Published by St. Martin's Press
Publication date: February 3rd 2015
Genres: Fiction, Historical
The Nightingale by Kristin Hannah begins with Viann Mauriac, living comfortably in a small town in the south of France with her husband and daughter. Her younger sister Isabelle is in one of the many boarding schools their father has sent her to. When she is expelled again she goes to live with him in Paris, which he does not want, as he has ignored both young women since their mother died. Shortly after her arrival, Germany invades France and both women get caught up in the chaos and strife that follows. For Viann, with her husband a prisoner of war, she wishes only to keep her daughter and herself alive until he comes home. For the nineteen-year-old Isabelle it seems as if the excitement she has been waiting her entire young life for has arrived and she becomes a courier in the French resistance.
Isabelle had always simply reacted in her life. Someone left her behind, she followed. Someone told her she couldn’t do something, she did it. Every barrier she turned into a gate.
Hannah illustrates the differences between the two sisters in a way that moves beyond the individual to reveal the greater human dilemma in Vichy France. Viann hopes that by keeping her head down and staying quiet she will be ignored and will survive. When the Germans move into her town and she is forced to house one of them in her home she realizes there is no safety anywhere. As the years pass, she endures greater privations and witnesses increasing acts of brutality. She realizes she cannot stay quiet, even if it means risking her life and that of her daughter. On the other side, Isabelle sees that even greater risks are necessary and so harnesses her recklessness into bravery as a daring guide for Allied pilots who have crashed in German-occupied territory. She becomes known as the Nightingale for her many journeys across the Pyrenees, delivering the pilots to safety.

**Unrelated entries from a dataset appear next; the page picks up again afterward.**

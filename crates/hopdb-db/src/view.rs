//! Read queries over `product_view`, the joined projection of products,
//! extractions, cached beer details, and breweries.

use chrono::{DateTime, Utc};
use sqlx::PgPool;

use crate::DbError;

#[derive(Debug, Clone, sqlx::FromRow)]
pub struct ProductViewRow {
    pub product_url: String,
    pub name: String,
    pub price_text: Option<String>,
    pub price_numeric: Option<i32>,
    pub image_url: Option<String>,
    pub stock_status: String,
    pub shop: String,
    pub first_seen: DateTime<Utc>,
    pub last_seen: DateTime<Utc>,
    pub external_beer_ref: Option<String>,
    pub brewery_name_native: Option<String>,
    pub brewery_name_latin: Option<String>,
    pub beer_name_native: Option<String>,
    pub beer_name_latin: Option<String>,
    pub is_bundle: Option<bool>,
    pub extraction_beer_ref: Option<String>,
    pub untappd_beer_name: Option<String>,
    pub untappd_brewery_name: Option<String>,
    pub untappd_style: Option<String>,
    pub untappd_abv: Option<String>,
    pub untappd_ibu: Option<String>,
    pub untappd_rating: Option<String>,
    pub untappd_rating_count: Option<String>,
    pub untappd_image_url: Option<String>,
    pub external_brewery_url: Option<String>,
    pub untappd_fetched_at: Option<DateTime<Utc>>,
    pub brewery_name: Option<String>,
    pub brewery_location: Option<String>,
    pub brewery_type: Option<String>,
}

/// Declarative filter over `product_view`. Every field is optional; unset
/// fields impose no constraint. The enrichment stages compose these instead
/// of writing ad-hoc SQL.
#[derive(Debug, Clone, Default)]
pub struct ProductFilter {
    /// Exact shop label.
    pub shop: Option<String>,
    /// `ILIKE` pattern over the listing name; the caller supplies wildcards.
    pub name_ilike: Option<String>,
    /// Exact match on the product's external beer ref.
    pub external_beer_ref_eq: Option<String>,
    /// Keep rows whose cached beer detail is absent or older than this many
    /// days.
    pub stale_untappd_days: Option<i64>,
    /// Products whose names still need work: no Latin brewery name yet (the
    /// extraction row may be missing entirely) or no external beer link.
    /// Covers rows matched from native names alone whose Latin fields were
    /// never backfilled.
    pub missing_latin_or_external_ref: bool,
    /// Only products whose extraction exists but has no matched beer yet.
    pub has_extraction_missing_ref: bool,
    /// Only products already linked to an external beer.
    pub with_external_ref: bool,
    /// Only products with no external beer link yet.
    pub missing_external_ref: bool,
    /// Drop rows currently marked sold out.
    pub not_sold_out: bool,
    /// Drop multi-beer bundle listings.
    pub exclude_bundles: bool,
}

#[derive(Debug, Clone, Copy, PartialEq, Eq)]
pub enum ProductOrder {
    /// Newest arrivals first.
    FirstSeenDesc,
    /// Least-recently-enriched first, never-enriched before everything.
    FetchedAtAscNullsFirst,
    /// Highest rating first. Ratings are stored as scraped text, so only
    /// values that parse as a number participate; the rest sort last.
    RatingDesc,
}

impl ProductOrder {
    fn sql(self) -> &'static str {
        match self {
            Self::FirstSeenDesc => "first_seen DESC, product_url",
            Self::FetchedAtAscNullsFirst => "untappd_fetched_at ASC NULLS FIRST, product_url",
            Self::RatingDesc => {
                "CASE WHEN untappd_rating ~ '^[0-9]+(\\.[0-9]+)?$' \
                      THEN untappd_rating::NUMERIC END DESC NULLS LAST, product_url"
            }
        }
    }
}

const VIEW_COLUMNS: &str = "product_url, name, price_text, price_numeric, image_url, \
     stock_status, shop, first_seen, last_seen, external_beer_ref, \
     brewery_name_native, brewery_name_latin, beer_name_native, beer_name_latin, \
     is_bundle, extraction_beer_ref, untappd_beer_name, untappd_brewery_name, \
     untappd_style, untappd_abv, untappd_ibu, untappd_rating, untappd_rating_count, \
     untappd_image_url, external_brewery_url, untappd_fetched_at, \
     brewery_name, brewery_location, brewery_type";

/// Builds the WHERE clause. The four value filters are always bound in the
/// same positions with a null guard, so one prepared statement covers every
/// combination; the boolean flags append static fragments.
fn where_clause(filter: &ProductFilter) -> String {
    let mut clause = String::from(
        "WHERE ($1::TEXT IS NULL OR shop = $1) \
           AND ($2::TEXT IS NULL OR name ILIKE $2) \
           AND ($3::TEXT IS NULL OR external_beer_ref = $3) \
           AND ($4::BIGINT IS NULL \
                OR untappd_fetched_at IS NULL \
                OR untappd_fetched_at < NOW() - ($4 * INTERVAL '1 day'))",
    );
    if filter.missing_latin_or_external_ref {
        clause.push_str(" AND (brewery_name_latin IS NULL OR external_beer_ref IS NULL)");
    }
    if filter.has_extraction_missing_ref {
        clause.push_str(" AND is_bundle IS NOT NULL AND extraction_beer_ref IS NULL");
    }
    if filter.with_external_ref {
        clause.push_str(" AND external_beer_ref IS NOT NULL");
    }
    if filter.missing_external_ref {
        clause.push_str(" AND external_beer_ref IS NULL");
    }
    if filter.not_sold_out {
        clause.push_str(" AND stock_status <> 'Sold Out'");
    }
    if filter.exclude_bundles {
        clause.push_str(" AND COALESCE(is_bundle, FALSE) = FALSE");
    }
    clause
}

/// Selects matching rows in the given order, optionally capped at `limit`.
///
/// # Errors
///
/// Returns [`DbError::Sqlx`] if the query fails.
pub async fn select_products(
    pool: &PgPool,
    filter: &ProductFilter,
    order: ProductOrder,
    limit: Option<i64>,
) -> Result<Vec<ProductViewRow>, DbError> {
    let mut sql = format!(
        "SELECT {VIEW_COLUMNS} FROM product_view {} ORDER BY {}",
        where_clause(filter),
        order.sql(),
    );
    if limit.is_some() {
        sql.push_str(" LIMIT $5");
    }

    let mut query = sqlx::query_as::<_, ProductViewRow>(&sql)
        .bind(&filter.shop)
        .bind(&filter.name_ilike)
        .bind(&filter.external_beer_ref_eq)
        .bind(filter.stale_untappd_days);
    if let Some(limit) = limit {
        query = query.bind(limit);
    }

    let rows = query.fetch_all(pool).await?;
    Ok(rows)
}

/// Counts matching rows.
///
/// # Errors
///
/// Returns [`DbError::Sqlx`] if the query fails.
pub async fn count_products(pool: &PgPool, filter: &ProductFilter) -> Result<i64, DbError> {
    let sql = format!("SELECT COUNT(*) FROM product_view {}", where_clause(filter));
    let count: i64 = sqlx::query_scalar(&sql)
        .bind(&filter.shop)
        .bind(&filter.name_ilike)
        .bind(&filter.external_beer_ref_eq)
        .bind(filter.stale_untappd_days)
        .fetch_one(pool)
        .await?;
    Ok(count)
}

Through the sisters Hannah delves into the indefinable turning point in a person’s life where their own survival is not enough and they decide they must do something more.
The Nightingale is a classic tale of war with a flawlessly crafted plot that moves between the surface and its illusions to the truth that lies beneath. Viann and Isabelle are the focus but Hannah employs a broad range of characters that illuminate all sides of an infinitely complex time and brings forth a stunning portrayal of the countless ways individuals fought against the Nazis. She writes with such heart of love, family, loss, and redemption that The Nightingale does not release its grip even after the last page. When done poorly, a story of this magnitude, with its depths of pain and sorrow and its depiction of the devastation of war can feel overwrought. I don’t like books that manipulate emotions by using well-worn ploys but those that leave me crying without knowing it earn a special spot in my reading heart. The Nightingale is one of those books.